There used to be a bug in the IOF part, but I am pretty sure this has already
been fixed.

Does the issue also occur with GNU compilers ?
There used to be an issue with Intel Fortran runtime (short read/write were
silently ignored) and that was also fixed some time ago.

Cheers,

Gilles

Vahid Askarpour <vh261...@dal.ca<mailto:vh261...@dal.ca>> wrote:
This would work for Quantum Espresso input. I am waiting to see what happens to
EPW. I don’t think EPW accepts the -i argument. I will report back once the EPW
job is done.

Cheers,

Vahid

On Jan 22, 2018, at 6:05 PM, Edgar Gabriel
<egabr...@central.uh.edu<mailto:egabr...@central.uh.edu>> wrote:

well, my final comment on this topic, as somebody suggested earlier in this
email chain, if you provide the input with the -i argument instead of piping
from standard input, things seem to work as far as I can see (disclaimer: I do
not know what the final outcome should be. I just see that the application does
not complain about the 'end of file while reading crystal k points'). So maybe
that is the most simple solution.

Thanks

Edgar

On 1/22/2018 1:17 PM, Edgar Gabriel wrote:

after some further investigation, I am fairly confident that this is not an MPI
I/O problem.

The input file input_tmp.in is generated in this sequence of instructions
(which is in Modules/open_close_input_file.f90)

---

IF ( TRIM(input_file_) /= ' ' ) THEn
!
! copy file to be opened into input_file
!
input_file = input_file_
!
ELSE
!
! if no file specified then copy from standard input
!
input_file="input_tmp.in"
OPEN(UNIT = stdtmp, FILE=trim(input_file), FORM='formatted', &
STATUS='unknown', IOSTAT = ierr )
IF ( ierr > 0 ) GO TO 30
!
dummy=' '
WRITE(stdout, '(5x,a)') "Waiting for input..."
DO WHILE ( TRIM(dummy) .NE. "MAGICALME" )
READ (stdin,fmt='(A512)',END=20) dummy
WRITE (stdtmp,'(A)') trim(dummy)
END DO
!
20 CLOSE ( UNIT=stdtmp, STATUS='keep' )

----

Basically, if no input file has been provided, the input file is generated by
reading from standard input. Since the application is being launched e.g. with

mpirun -np 64 ../bin/pw.x -npool 64 <nscf.in >nscf.out

the data comes from nscf.in. I simply do not know enough about IO forwarding do
be able to tell why we do not see the entire file, but one interesting detail
is that if I run it in the debugger, the input_tmp.in is created correctly.
However, if I run it using mpirun as shown above, the file is cropped
incorrectly, which leads to the error message mentioned in this email chain.

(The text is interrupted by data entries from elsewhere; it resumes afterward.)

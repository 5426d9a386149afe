use std::path::{Path, PathBuf};

use brandcheck_lib::{BrandError, Config};

/// Checks if a flag was present in the command-line arguments.
pub fn flag_present(args: &[String], flag: &str) -> bool {
    args.iter()
        .any(|arg| arg == flag || arg.starts_with(&format!("{flag}=")))
}

/// Resolved settings after merging CLI args and config file.
#[derive(Debug, Clone)]
pub struct ResolvedSettings {
    pub min_score: f64,
    pub store_path: PathBuf,
    pub audit_enabled: bool,
}

/// Merge CLI arguments with config file, preferring CLI when flags are present.
pub fn resolve_settings(
    raw_args: &[String],
    cli_min_score: f64,
    cli_store: Option<&Path>,
    no_audit: bool,
    config: &Config,
) -> ResolvedSettings {
    ResolvedSettings {
        min_score: if flag_present(raw_args, "--min-score") {
            cli_min_score
        } else {
            config.scoring.min_score
        },
        store_path: cli_store
            .map(Path::to_path_buf)
            .unwrap_or_else(|| config.store.path.clone()),
        audit_enabled: !no_audit,
    }
}

/// Load config from a TOML file, central config, or return defaults.
/// Priority: explicit path > ~/.config/brandcheck/config.toml > defaults
pub fn load_config(path: Option<&Path>) -> Result<Config, BrandError> {
    let cfg = Config::load(path).map_err(|e| {
        let loc = path
            .map(|p| p.display().to_string())
            .or_else(|| Config::central_config_path().map(|p| p.display().to_string()))
            .unwrap_or_else(|| "defaults".to_string());
        BrandError::Config(format!("Failed to read config {}: {}", loc, e))
    })?;

    cfg.validate().map_err(|e| {
        let prefix = path
            .map(|p| format!("Invalid config ({}): {}", p.display(), e))
            .unwrap_or_else(|| format!("Invalid config: {}", e));
        BrandError::Config(prefix)
    })?;
    Ok(cfg)
}

/// Format effective config as a single-line string.
pub fn format_effective_config(
    config: &Config,
    settings: &ResolvedSettings,
    config_source: Option<&Path>,
) -> String {
    let source = config_source
        .map(|p| p.display().to_string())
        .unwrap_or_else(|| "defaults".to_string());
    let weights = &config.scoring.weights;
    format!(
        "Effective config [{source}]: color_threshold={:.1}, heading_font_size={:.1}, weights: error={:.2}, warning={:.2}, info={:.2}, min_score={:.2}, store={}, audit={}",
        config.matching.color_threshold,
        config.matching.heading_font_size,
        weights.error,
        weights.warning,
        weights.info,
        settings.min_score,
        settings.store_path.display(),
        if settings.audit_enabled { "on" } else { "off" },
    )
}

Anyway, I would probably need some help here from somebody who knows the
runtime better than me on what could go wrong at this point.

Thanks

Edgar

On 1/19/2018 1:22 PM, Vahid Askarpour wrote:
Concerning the following error

from pw_readschemafile : error # 1
xml data file not found

The nscf run uses files generated by the scf.in run. So I first run scf.in and
when it finishes, I run nscf.in. If you have done this and still get the above
error, then this could be another bug. It does not happen for me with
intel14/openmpi-1.8.8.

Thanks for the update,

Vahid

On Jan 19, 2018, at 3:08 PM, Edgar Gabriel
<egabr...@central.uh.edu<mailto:egabr...@central.uh.edu>> wrote:

ok, here is what found out so far, will have to stop for now however for today:

1. I can in fact reproduce your bug on my systems.

2. I can confirm that the problem occurs both with romio314 and ompio. I
*think* the issue is that the input_tmp.in file is incomplete. In both cases
(ompio and romio) the end of the file looks as follows (and its exactly the
same for both libraries):

gabriel@crill-002:/tmp/gabriel/qe-6.2.1/QE_input_files<mailto:gabriel@crill-002:/tmp/gabriel/qe-6.2.1/QE_input_files>>
tail -10 input_tmp.in
0.66666667 0.50000000 0.83333333 5.787037e-04
0.66666667 0.50000000 0.91666667 5.787037e-04
0.66666667 0.58333333 0.00000000 5.787037e-04
0.66666667 0.58333333 0.08333333 5.787037e-04
0.66666667 0.58333333 0.16666667 5.787037e-04
0.66666667 0.58333333 0.25000000 5.787037e-04
0.66666667 0.58333333 0.33333333 5.787037e-04
0.66666667 0.58333333 0.41666667 5.787037e-04
0.66666667 0.58333333 0.50000000 5.787037e-04
0.66666667 0.58333333 0.58333333 5

which is what I *think* causes the problem.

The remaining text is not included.